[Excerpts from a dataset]

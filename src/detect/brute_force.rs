//! Brute-force detection on authentication ports
//!
//! Counts connection attempts (SYNs) per source against a fixed
//! authentication port inside a short window. The attempt list is
//! length-capped so a pathological source cannot grow it without bound.

use std::collections::{HashMap, VecDeque};
use std::net::IpAddr;
use std::time::{Duration, Instant};

use serde::{Deserialize, Serialize};

#[derive(Debug, Clone, Serialize, Deserialize)]
pub struct BruteForceConfig {
    /// Monitored authentication port
    #[serde(default = "default_port")]
    pub auth_port: u16,
    /// Window length in seconds
    #[serde(default = "default_window")]
    pub window_secs: f64,
    /// Attempts within the window needed to trigger
    #[serde(default = "default_threshold")]
    pub attempt_threshold: usize,
    /// Hard cap on remembered attempts per source
    #[serde(default = "default_max_attempts")]
    pub max_tracked_attempts: usize,
}

impl Default for BruteForceConfig {
    fn default() -> Self {
        Self {
            auth_port: default_port(),
            window_secs: default_window(),
            attempt_threshold: default_threshold(),
            max_tracked_attempts: default_max_attempts(),
        }
    }
}

fn default_port() -> u16 {
    22
}

fn default_window() -> f64 {
    10.0
}

fn default_threshold() -> usize {
    10
}

fn default_max_attempts() -> usize {
    128
}

/// Per-source capped attempt window
pub struct BruteForceDetector {
    config: BruteForceConfig,
    attempts: HashMap<IpAddr, VecDeque<Instant>>,
}

impl BruteForceDetector {
    pub fn new(config: BruteForceConfig) -> Self {
        Self {
            config,
            attempts: HashMap::new(),
        }
    }

    /// Record a connection attempt. Only SYN packets aimed at the
    /// configured port count; everything else returns `None` untouched.
    pub fn on_attempt(&mut self, src: IpAddr, dst_port: u16, now: Instant) -> Option<usize> {
        if dst_port != self.config.auth_port {
            return None;
        }

        let window = Duration::from_secs_f64(self.config.window_secs);
        let attempts = self.attempts.entry(src).or_default();

        while let Some(front) = attempts.front() {
            if now.saturating_duration_since(*front) > window {
                attempts.pop_front();
            } else {
                break;
            }
        }
        if attempts.len() >= self.config.max_tracked_attempts {
            attempts.pop_front();
        }
        attempts.push_back(now);

        if attempts.len() >= self.config.attempt_threshold {
            let count = attempts.len();
            attempts.clear();
            Some(count)
        } else {
            None
        }
    }

    /// Drop sources with no attempt newer than `max_age`
    pub fn sweep_idle(&mut self, now: Instant, max_age: Duration) {
        self.attempts.retain(|_, a| {
            a.back()
                .map(|last| now.saturating_duration_since(*last) <= max_age)
                .unwrap_or(false)
        });
    }

    pub fn tracked_sources(&self) -> usize {
        self.attempts.len()
    }
}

### ACTION ITEM
Look above for the line that contains "attempts.clear();". That line and every line after it through the end of the data must be written out exactly, with nothing else.

### TASK RESPONSE
            attempts.clear();
            Some(count)
        } else {
            None
        }
    }

    /// Drop sources with no attempt newer than `max_age`
    pub fn sweep_idle(&mut self, now: Instant, max_age: Duration) {
        self.attempts.retain(|_, a| {
            a.back()
                .map(|last| now.saturating_duration_since(*last) <= max_age)
                .unwrap_or(false)
        });
    }

    pub fn tracked_sources(&self) -> usize {
        self.attempts.len()
    }
}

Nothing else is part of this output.